## PROBLEM STATEMENT
Within the listing, how many lines include "prompt"? Please answer with a bare number.

■ ■ ■ ■ ■

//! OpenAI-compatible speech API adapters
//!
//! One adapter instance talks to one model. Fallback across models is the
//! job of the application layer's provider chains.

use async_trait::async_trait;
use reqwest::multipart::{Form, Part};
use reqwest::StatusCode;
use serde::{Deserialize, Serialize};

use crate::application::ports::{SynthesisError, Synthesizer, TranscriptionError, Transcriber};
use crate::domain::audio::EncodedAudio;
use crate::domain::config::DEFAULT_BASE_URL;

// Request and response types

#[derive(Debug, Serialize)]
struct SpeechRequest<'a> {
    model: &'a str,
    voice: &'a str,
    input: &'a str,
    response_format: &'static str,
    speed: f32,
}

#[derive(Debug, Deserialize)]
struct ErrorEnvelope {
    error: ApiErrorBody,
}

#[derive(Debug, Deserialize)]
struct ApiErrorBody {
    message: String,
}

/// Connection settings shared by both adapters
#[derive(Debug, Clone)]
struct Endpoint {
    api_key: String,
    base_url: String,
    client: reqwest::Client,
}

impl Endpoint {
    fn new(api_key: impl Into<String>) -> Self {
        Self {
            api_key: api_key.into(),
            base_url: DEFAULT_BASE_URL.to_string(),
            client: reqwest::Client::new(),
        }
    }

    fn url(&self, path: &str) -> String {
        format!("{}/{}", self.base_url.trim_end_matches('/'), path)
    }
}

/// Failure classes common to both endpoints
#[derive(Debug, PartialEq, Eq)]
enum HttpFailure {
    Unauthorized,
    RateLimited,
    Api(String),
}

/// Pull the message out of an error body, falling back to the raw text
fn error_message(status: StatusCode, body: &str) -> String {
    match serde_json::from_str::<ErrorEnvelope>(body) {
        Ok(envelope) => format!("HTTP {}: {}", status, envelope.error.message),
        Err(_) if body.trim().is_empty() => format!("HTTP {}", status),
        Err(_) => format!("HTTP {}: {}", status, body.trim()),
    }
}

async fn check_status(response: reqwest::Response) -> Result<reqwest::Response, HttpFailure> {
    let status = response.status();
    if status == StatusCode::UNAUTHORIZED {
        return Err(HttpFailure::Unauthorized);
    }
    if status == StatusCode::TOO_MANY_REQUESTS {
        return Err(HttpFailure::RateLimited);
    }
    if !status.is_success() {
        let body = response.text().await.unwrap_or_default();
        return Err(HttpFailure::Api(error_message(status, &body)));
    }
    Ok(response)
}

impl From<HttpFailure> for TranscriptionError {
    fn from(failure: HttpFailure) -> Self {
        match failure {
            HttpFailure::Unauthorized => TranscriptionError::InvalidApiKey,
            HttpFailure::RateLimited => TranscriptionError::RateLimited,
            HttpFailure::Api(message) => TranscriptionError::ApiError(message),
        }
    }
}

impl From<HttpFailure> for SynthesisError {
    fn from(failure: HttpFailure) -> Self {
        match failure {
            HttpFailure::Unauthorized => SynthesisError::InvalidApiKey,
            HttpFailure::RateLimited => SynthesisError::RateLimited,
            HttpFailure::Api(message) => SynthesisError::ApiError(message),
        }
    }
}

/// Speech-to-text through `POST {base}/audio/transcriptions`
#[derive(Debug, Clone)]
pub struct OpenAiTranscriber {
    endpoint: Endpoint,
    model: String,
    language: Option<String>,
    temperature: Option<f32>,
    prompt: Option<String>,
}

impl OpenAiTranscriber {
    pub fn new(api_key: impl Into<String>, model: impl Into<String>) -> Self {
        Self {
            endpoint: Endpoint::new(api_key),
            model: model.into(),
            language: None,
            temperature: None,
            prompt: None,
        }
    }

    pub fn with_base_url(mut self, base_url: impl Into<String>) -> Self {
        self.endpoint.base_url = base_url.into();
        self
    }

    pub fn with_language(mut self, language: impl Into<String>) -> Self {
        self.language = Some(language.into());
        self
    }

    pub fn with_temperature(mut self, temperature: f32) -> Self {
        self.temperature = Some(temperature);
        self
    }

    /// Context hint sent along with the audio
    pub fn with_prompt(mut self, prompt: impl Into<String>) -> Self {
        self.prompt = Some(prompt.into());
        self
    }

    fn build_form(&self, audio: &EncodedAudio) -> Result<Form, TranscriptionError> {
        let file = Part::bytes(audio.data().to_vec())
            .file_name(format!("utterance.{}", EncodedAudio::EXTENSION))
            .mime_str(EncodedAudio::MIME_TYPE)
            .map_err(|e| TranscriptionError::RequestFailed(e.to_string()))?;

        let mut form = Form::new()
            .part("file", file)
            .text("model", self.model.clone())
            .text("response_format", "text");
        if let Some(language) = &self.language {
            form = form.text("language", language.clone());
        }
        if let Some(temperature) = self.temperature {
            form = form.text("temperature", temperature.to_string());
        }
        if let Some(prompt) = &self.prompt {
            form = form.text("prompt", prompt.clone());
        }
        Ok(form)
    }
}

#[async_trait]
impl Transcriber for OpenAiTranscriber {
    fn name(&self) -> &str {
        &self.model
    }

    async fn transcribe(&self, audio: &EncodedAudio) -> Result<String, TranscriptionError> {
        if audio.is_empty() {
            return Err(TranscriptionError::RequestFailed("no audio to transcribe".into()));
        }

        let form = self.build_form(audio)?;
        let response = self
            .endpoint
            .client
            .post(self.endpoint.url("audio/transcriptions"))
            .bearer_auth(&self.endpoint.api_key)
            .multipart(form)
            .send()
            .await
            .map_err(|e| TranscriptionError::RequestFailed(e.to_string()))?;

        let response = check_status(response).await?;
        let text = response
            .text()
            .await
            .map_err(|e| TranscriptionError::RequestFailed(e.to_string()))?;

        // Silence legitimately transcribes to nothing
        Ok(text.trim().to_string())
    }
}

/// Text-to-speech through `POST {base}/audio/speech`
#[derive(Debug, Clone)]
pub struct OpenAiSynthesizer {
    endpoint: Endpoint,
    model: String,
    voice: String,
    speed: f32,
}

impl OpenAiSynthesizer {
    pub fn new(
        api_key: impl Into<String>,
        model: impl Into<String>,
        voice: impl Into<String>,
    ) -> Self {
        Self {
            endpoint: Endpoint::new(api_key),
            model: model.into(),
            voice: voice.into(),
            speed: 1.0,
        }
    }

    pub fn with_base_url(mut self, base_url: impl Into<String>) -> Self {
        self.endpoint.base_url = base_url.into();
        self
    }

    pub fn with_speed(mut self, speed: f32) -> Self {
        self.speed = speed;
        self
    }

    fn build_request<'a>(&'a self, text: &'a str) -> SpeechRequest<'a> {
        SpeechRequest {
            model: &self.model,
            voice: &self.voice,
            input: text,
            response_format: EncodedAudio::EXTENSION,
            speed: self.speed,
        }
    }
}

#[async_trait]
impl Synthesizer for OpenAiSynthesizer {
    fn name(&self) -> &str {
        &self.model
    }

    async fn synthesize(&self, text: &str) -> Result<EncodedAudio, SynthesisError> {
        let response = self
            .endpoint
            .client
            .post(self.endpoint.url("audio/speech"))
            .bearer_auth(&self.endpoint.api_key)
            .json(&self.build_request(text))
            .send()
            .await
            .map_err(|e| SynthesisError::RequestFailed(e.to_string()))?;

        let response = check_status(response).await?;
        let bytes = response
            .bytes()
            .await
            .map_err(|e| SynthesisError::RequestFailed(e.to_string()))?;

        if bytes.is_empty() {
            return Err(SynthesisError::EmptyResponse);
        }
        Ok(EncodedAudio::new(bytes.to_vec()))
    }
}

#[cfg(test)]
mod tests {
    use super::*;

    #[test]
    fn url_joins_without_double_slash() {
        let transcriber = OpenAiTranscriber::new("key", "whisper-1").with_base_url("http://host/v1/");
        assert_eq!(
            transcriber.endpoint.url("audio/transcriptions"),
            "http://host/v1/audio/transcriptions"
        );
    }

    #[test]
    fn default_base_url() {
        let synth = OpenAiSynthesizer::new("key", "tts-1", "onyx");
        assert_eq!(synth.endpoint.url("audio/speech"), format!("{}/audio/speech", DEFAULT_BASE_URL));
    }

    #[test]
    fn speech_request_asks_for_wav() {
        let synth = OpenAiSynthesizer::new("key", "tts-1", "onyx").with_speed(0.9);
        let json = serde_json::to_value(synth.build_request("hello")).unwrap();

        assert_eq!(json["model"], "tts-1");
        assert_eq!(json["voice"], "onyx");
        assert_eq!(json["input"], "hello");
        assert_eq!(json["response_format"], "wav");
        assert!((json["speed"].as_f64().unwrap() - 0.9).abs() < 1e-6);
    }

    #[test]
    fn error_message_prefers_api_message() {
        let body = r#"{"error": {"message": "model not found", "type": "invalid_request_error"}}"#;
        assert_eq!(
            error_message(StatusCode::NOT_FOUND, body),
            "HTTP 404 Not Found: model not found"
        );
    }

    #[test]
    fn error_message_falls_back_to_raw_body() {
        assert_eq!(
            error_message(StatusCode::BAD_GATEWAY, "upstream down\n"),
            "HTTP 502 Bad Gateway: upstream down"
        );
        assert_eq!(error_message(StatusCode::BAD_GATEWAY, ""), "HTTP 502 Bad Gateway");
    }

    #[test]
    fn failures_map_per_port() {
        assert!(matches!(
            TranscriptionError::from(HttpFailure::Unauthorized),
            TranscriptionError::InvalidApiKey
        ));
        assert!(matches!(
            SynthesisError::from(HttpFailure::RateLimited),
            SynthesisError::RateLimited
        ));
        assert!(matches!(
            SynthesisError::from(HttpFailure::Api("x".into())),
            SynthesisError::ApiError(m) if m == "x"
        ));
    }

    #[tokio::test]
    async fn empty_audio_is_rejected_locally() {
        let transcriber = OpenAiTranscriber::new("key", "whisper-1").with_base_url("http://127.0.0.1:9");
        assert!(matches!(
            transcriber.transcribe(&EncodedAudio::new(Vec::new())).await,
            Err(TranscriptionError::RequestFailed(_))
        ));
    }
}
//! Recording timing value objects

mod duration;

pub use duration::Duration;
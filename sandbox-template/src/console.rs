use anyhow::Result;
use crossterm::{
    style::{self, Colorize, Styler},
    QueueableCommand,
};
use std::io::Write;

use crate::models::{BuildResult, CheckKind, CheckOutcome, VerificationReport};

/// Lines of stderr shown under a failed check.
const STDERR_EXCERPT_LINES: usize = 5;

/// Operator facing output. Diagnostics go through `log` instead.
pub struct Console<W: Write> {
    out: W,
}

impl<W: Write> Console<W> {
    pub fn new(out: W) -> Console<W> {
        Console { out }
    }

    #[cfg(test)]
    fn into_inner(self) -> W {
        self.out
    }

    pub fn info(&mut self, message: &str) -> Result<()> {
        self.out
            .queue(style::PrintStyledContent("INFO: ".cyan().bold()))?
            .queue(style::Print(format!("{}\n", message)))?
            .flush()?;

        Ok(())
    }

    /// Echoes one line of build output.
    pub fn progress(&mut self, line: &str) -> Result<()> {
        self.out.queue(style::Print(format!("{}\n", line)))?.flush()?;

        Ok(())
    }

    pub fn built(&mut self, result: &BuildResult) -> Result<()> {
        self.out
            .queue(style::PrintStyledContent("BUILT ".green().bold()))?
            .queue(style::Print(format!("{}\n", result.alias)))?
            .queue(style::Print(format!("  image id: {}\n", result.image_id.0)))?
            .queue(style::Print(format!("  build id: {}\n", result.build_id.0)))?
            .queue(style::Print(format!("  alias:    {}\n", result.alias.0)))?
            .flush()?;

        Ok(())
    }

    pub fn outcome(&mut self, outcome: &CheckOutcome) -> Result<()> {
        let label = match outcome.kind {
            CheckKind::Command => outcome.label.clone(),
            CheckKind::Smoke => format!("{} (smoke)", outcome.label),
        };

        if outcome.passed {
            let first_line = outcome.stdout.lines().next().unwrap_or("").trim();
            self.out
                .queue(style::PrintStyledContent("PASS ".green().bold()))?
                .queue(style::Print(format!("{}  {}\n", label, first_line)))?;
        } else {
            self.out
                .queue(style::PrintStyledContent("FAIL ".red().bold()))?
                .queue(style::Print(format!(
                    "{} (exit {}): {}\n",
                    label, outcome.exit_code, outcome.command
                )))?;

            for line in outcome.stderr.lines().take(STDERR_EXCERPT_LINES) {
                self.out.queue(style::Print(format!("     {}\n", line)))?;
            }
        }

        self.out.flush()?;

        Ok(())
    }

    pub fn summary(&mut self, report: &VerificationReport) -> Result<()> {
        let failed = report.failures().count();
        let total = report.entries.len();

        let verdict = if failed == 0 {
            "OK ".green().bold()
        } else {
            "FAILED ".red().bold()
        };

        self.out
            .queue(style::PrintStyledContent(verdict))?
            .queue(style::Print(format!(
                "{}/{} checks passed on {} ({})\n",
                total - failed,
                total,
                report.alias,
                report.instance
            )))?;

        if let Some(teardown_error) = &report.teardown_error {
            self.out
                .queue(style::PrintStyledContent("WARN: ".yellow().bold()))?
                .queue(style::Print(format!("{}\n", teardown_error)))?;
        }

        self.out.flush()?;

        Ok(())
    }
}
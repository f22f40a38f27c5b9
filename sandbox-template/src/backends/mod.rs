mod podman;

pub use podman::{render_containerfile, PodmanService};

■ ■ ■ ■ ■

## YOUR SOLUTION
6